On Wednesday, Halton Regional Police Service charged Burlington's Bashar Abdulahad, 49, with eight counts of fraud over $5,000 and money laundering. 

Police say eight Syrian refugee families hoping to come to Canada were defrauded in a scam worth more than $200,000.

Not only are they out of an opportunity to come to Canada, but they're out a significant sum of money as well.- Det. Const. Jon Williams

"The accused in this matter has targeted the most vulnerable members of the globe," Det.-Const. Jon Williams told As It Happens host Carol Off. 

Williams started investigating the case after a tip from a private citizen in Toronto. 

The families living in Qatar all appear to have come from the same area of Syria.
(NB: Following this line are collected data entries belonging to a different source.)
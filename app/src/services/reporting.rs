//! Reporting service: filtered listings, headline totals and pivot reports

use rust_decimal::Decimal;
use serde::Serialize;
use shared::{
    aggregate, bar_widths, filter_sales, grand_totals, sort_chronological, summarize, top, GrandTotals,
    GroupBy, GroupSummary, MonthSelector, PaymentSelector, Sale,
};

/// Report filter parameters
#[derive(Debug, Clone, Copy, Default, PartialEq, Eq)]
pub struct ReportFilter {
    pub month: MonthSelector,
    pub payment: PaymentSelector,
}

/// Filtered sales with their headline totals
#[derive(Debug, Clone, Serialize)]
#[serde(rename_all = "camelCase")]
pub struct SalesView {
    pub sales: Vec<Sale>,
    pub summary: GrandTotals,
}

/// One row of the pivot report
#[derive(Debug, Clone, Serialize)]
#[serde(rename_all = "camelCase")]
pub struct PivotRow {
    #[serde(flatten)]
    pub group: GroupSummary,
    pub margin_percent: Decimal,
    pub bar_width: Decimal,
}

/// Pivot report for one grouping dimension
#[derive(Debug, Clone, Serialize)]
#[serde(rename_all = "camelCase")]
pub struct PivotReport {
    pub group_by: GroupBy,
    pub rows: Vec<PivotRow>,
    pub totals: GrandTotals,
}

impl PivotReport {
    pub fn is_empty(&self) -> bool {
        self.rows.is_empty()
    }

    /// Best performing groups, as shown in the highlight panels
    pub fn top(&self, n: usize) -> &[PivotRow] {
        top(&self.rows, n)
    }
}

/// Filter and sort most recent first
pub fn filtered_sales(sales: &[Sale], filter: ReportFilter) -> Vec<Sale> {
    let mut filtered = filter_sales(sales, filter.month, filter.payment);
    sort_chronological(&mut filtered);
    filtered
}

/// Filtered listing with totals
pub fn sales_view(sales: &[Sale], filter: ReportFilter) -> SalesView {
    let sales = filtered_sales(sales, filter);
    let summary = summarize(&sales);
    SalesView { sales, summary }
}

/// Group already-filtered sales and decorate the rows for display
pub fn pivot_report(sales: &[Sale], group_by: GroupBy) -> PivotReport {
    let groups = aggregate(sales, group_by);
    let totals = grand_totals(&groups);
    let widths = bar_widths(&groups);

    let rows = groups
        .into_iter()
        .zip(widths)
        .map(|(group, bar_width)| PivotRow {
            margin_percent: group.margin_percent(),
            group,
            bar_width,
        })
        .collect();

    PivotReport {
        group_by,
        rows,
        totals,
    }
}
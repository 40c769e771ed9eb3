//! Boom Art Sales - command line
//!
//! Record-keeping and reporting for the Boom Art 3D printing shop.

use std::io;
use std::process::exit;

use boom_art_sales::{cli::Cli, commands, config::Config, AppState};
use clap::Parser;
use tracing_subscriber::{fmt, layer::SubscriberExt, util::SubscriberInitExt};

#[tokio::main]
async fn main() -> anyhow::Result<()> {
    dotenvy::dotenv().ok();

    // Initialize tracing; logs go to stderr so stdout stays pipeable
    let json_logs = std::env::var("BOOM_LOG_FORMAT").is_ok_and(|f| f == "json");
    tracing_subscriber::registry()
        .with(
            tracing_subscriber::EnvFilter::try_from_default_env()
                .unwrap_or_else(|_| "boom_sales=info,boom_art_sales=info".into()),
        )
        .with(json_logs.then(|| fmt::layer().json().with_writer(io::stderr)))
        .with((!json_logs).then(|| fmt::layer().with_writer(io::stderr)))
        .init();

    let cli = Cli::parse();

    // Load configuration
    let config = Config::load()?;
    tracing::debug!("Environment: {}", config.environment);
    tracing::debug!("Data directory: {}", config.storage.data_dir.display());

    let mut state = AppState::new(config);

    let mut input = io::stdin().lock();
    let mut out = io::stdout().lock();

    if let Err(e) = commands::run(&mut state, cli.command, &mut input, &mut out).await {
        tracing::debug!("Command failed: {}", e);
        eprintln!("{}", e.message_es());
        exit(1);
    }

    Ok(())
}
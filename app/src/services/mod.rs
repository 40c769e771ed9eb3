//! Business logic services

pub mod assistant;
pub mod auth;
pub mod export;
pub mod reporting;
pub mod sales;

pub use assistant::{Conversation, LanguageModel};
pub use auth::{AuthService, Session};
pub use reporting::{PivotReport, ReportFilter, SalesView};
pub use sales::{LoadedSales, SaleService};
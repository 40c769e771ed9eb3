//! CSV export and spreadsheet (tab-separated) copy of a sales listing

use shared::{to_fixed, MonthSelector, Sale};

use crate::error::{AppError, AppResult};

/// Header row of the CSV export
pub const CSV_HEADER: &str = "ID,Fecha,Cliente,Teléfono,Producto,Costo,Precio,Utilidad,Pago,Entrega,Notas";

/// Header row of the tab-separated copy (no ID column)
pub const TSV_HEADER: [&str; 10] = [
    "Fecha", "Cliente", "Teléfono", "Producto", "Costo", "Precio", "Utilidad", "Pago", "Entrega",
    "Notas",
];

const BOM: &str = "\u{FEFF}";

/// File name of a CSV export, e.g. `boom_art_ventas_2024-01.csv`
pub fn export_filename(slug: &str, month: MonthSelector) -> String {
    format!("{}_ventas_{}.csv", slug, month)
}

/// Render sales as CSV: UTF-8 BOM, plain header, every field quoted
pub fn export_to_csv(sales: &[Sale]) -> AppResult<String> {
    let mut buffer = Vec::new();
    buffer.extend_from_slice(BOM.as_bytes());
    buffer.extend_from_slice(CSV_HEADER.as_bytes());
    buffer.push(b'\n');

    let mut wtr = csv::WriterBuilder::new()
        .quote_style(csv::QuoteStyle::Always)
        .terminator(csv::Terminator::Any(b'\n'))
        .from_writer(buffer);

    for sale in sales {
        let cost = sale.cost().to_string();
        let price = sale.price().to_string();
        let profit = sale.profit().to_string();
        wtr.write_record([
            sale.id.as_str(),
            sale.date.as_str(),
            sale.buyer_name.as_str(),
            sale.buyer_phone.as_str(),
            sale.product.as_str(),
            cost.as_str(),
            price.as_str(),
            profit.as_str(),
            sale.payment_method.as_str(),
            sale.delivery_method.as_str(),
            sale.notes.as_deref().unwrap_or(""),
        ])
        .map_err(|e| AppError::Export(format!("CSV serialization error: {}", e)))?;
    }

    let bytes = wtr
        .into_inner()
        .map_err(|e| AppError::Export(format!("CSV writer error: {}", e)))?;
    String::from_utf8(bytes).map_err(|e| AppError::Export(format!("UTF-8 conversion error: {}", e)))
}

/// Render sales as tab-separated rows for pasting into a spreadsheet
pub fn export_to_tsv(sales: &[Sale]) -> String {
    let mut lines = Vec::with_capacity(sales.len() + 1);
    lines.push(TSV_HEADER.join("\t"));

    for sale in sales {
        let notes = sale
            .notes
            .as_deref()
            .unwrap_or("")
            .replace("\r\n", " ")
            .replace('\n', " ");
        lines.push(format!(
            "{}\t{}\t{}\t{}\t{}\t{}\t{}\t{}\t{}\t{}",
            sale.date,
            sale.buyer_name,
            sale.buyer_phone,
            sale.product,
            to_fixed(sale.cost(), 2),
            to_fixed(sale.price(), 2),
            to_fixed(sale.profit(), 2),
            sale.payment_method,
            sale.delivery_method,
            notes,
        ));
    }

    lines.join("\n")
}

#[cfg(test)]
mod tests {
    use super::*;
    use rust_decimal::Decimal;
    use shared::{DeliveryMethod, PaymentMethod, SaleInput};

    fn sale(notes: Option<&str>) -> Sale {
        SaleInput {
            id: Some("id-1".to_string()),
            date: "2024-01-15".to_string(),
            buyer_name: "Ana \"La Jefa\" Ruiz".to_string(),
            buyer_phone: "912345678".to_string(),
            product: "Vase".to_string(),
            cost: Decimal::new(205, 1),
            price: Decimal::from(50),
            payment_method: PaymentMethod::Yape,
            delivery_method: DeliveryMethod::InDriver,
            notes: notes.map(str::to_string),
            timestamp: Some(1),
        }
        .into_sale(0)
    }

    #[test]
    fn test_export_filename() {
        let month = MonthSelector::Month { year: 2024, month: 1 };
        assert_eq!(export_filename("boom_art", month), "boom_art_ventas_2024-01.csv");
        assert_eq!(export_filename("boom_art", MonthSelector::All), "boom_art_ventas_all.csv");
    }

    #[test]
    fn test_csv_layout() {
        let csv = export_to_csv(&[sale(Some("entregar \"rápido\""))]).unwrap();
        let mut lines = csv.lines();

        assert_eq!(lines.next(), Some(format!("{}{}", BOM, CSV_HEADER).as_str()));
        assert_eq!(
            lines.next(),
            Some(
                "\"id-1\",\"2024-01-15\",\"Ana \"\"La Jefa\"\" Ruiz\",\"912345678\",\"Vase\",\
                 \"20.5\",\"50\",\"29.5\",\"Yape\",\"InDriver\",\"entregar \"\"rápido\"\"\""
            )
        );
        assert_eq!(lines.next(), None);
    }

    #[test]
    fn test_csv_empty_listing_has_header_only() {
        let csv = export_to_csv(&[]).unwrap();
        assert_eq!(csv, format!("{}{}\n", BOM, CSV_HEADER));
    }

    #[test]
    fn test_tsv_layout() {
        let tsv = export_to_tsv(&[sale(Some("línea uno\nlínea dos"))]);
        let lines: Vec<_> = tsv.split('\n').collect();

        assert_eq!(lines.len(), 2);
        assert_eq!(
            lines[0],
            "Fecha\tCliente\tTeléfono\tProducto\tCosto\tPrecio\tUtilidad\tPago\tEntrega\tNotas"
        );
        assert_eq!(
            lines[1],
            "2024-01-15\tAna \"La Jefa\" Ruiz\t912345678\tVase\t20.50\t50.00\t29.50\tYape\tInDriver\tlínea uno línea dos"
        );
    }

    #[test]
    fn test_tsv_rounds_amounts_half_up() {
        let sale = SaleInput {
            date: "2024-01-15".to_string(),
            buyer_name: "Ana".to_string(),
            product: "Cup".to_string(),
            cost: Decimal::new(1005, 3),
            price: Decimal::new(2675, 3),
            ..Default::default()
        }
        .into_sale(0);
        let tsv = export_to_tsv(&[sale]);
        assert!(tsv.contains("\tCup\t1.01\t2.68\t1.67\t"));
    }

    #[test]
    fn test_tsv_without_notes() {
        let tsv = export_to_tsv(&[sale(None)]);
        assert!(tsv.ends_with("\tYape\tInDriver\t"));
    }
}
The accused is believed to have initiated contact with them through a third party, he said.

"It seems that he used friends of his over in Qatar to introduce himself to various, desperate Syrian families ... as someone who could provide a co-sponsorship through a church here in Burlington for them to become refugees in Canada. That's how it all began," he said.

"The arrangement that would be made would be that they would, in his words ... 'front the costs' for the refugee sponsorship and wire him the money. Then, through fundraising that he would do with the church, he would reimburse them upon their arrival in Canada."

The Burlington church is real, but has no involvement in the alleged fraud, Williams said. 

The charges come after a three-month long investigation by the Halton Regional Police Service Fraud Unit. (Halton Regional police)

In total, Williams said the victims paid around $230,000 to the accused, believing it would get them to Canada.

Williams said the families trusted the accused out of "sheer desperation."

"They're very educated people having spoken to them, so it wasn't a lack of education or a simple-mindedness on their part," he said.  

The majority of the victims were working as engineers. However, "most of them, if not all, had to borrow the various sums of money from lenders to send to him," Williams said.

"Now, not only are they out of an opportunity to come to Canada, but they're out a significant sum of money as well." 

Williams believes there are potentially dozens more families who got caught up in the alleged scam.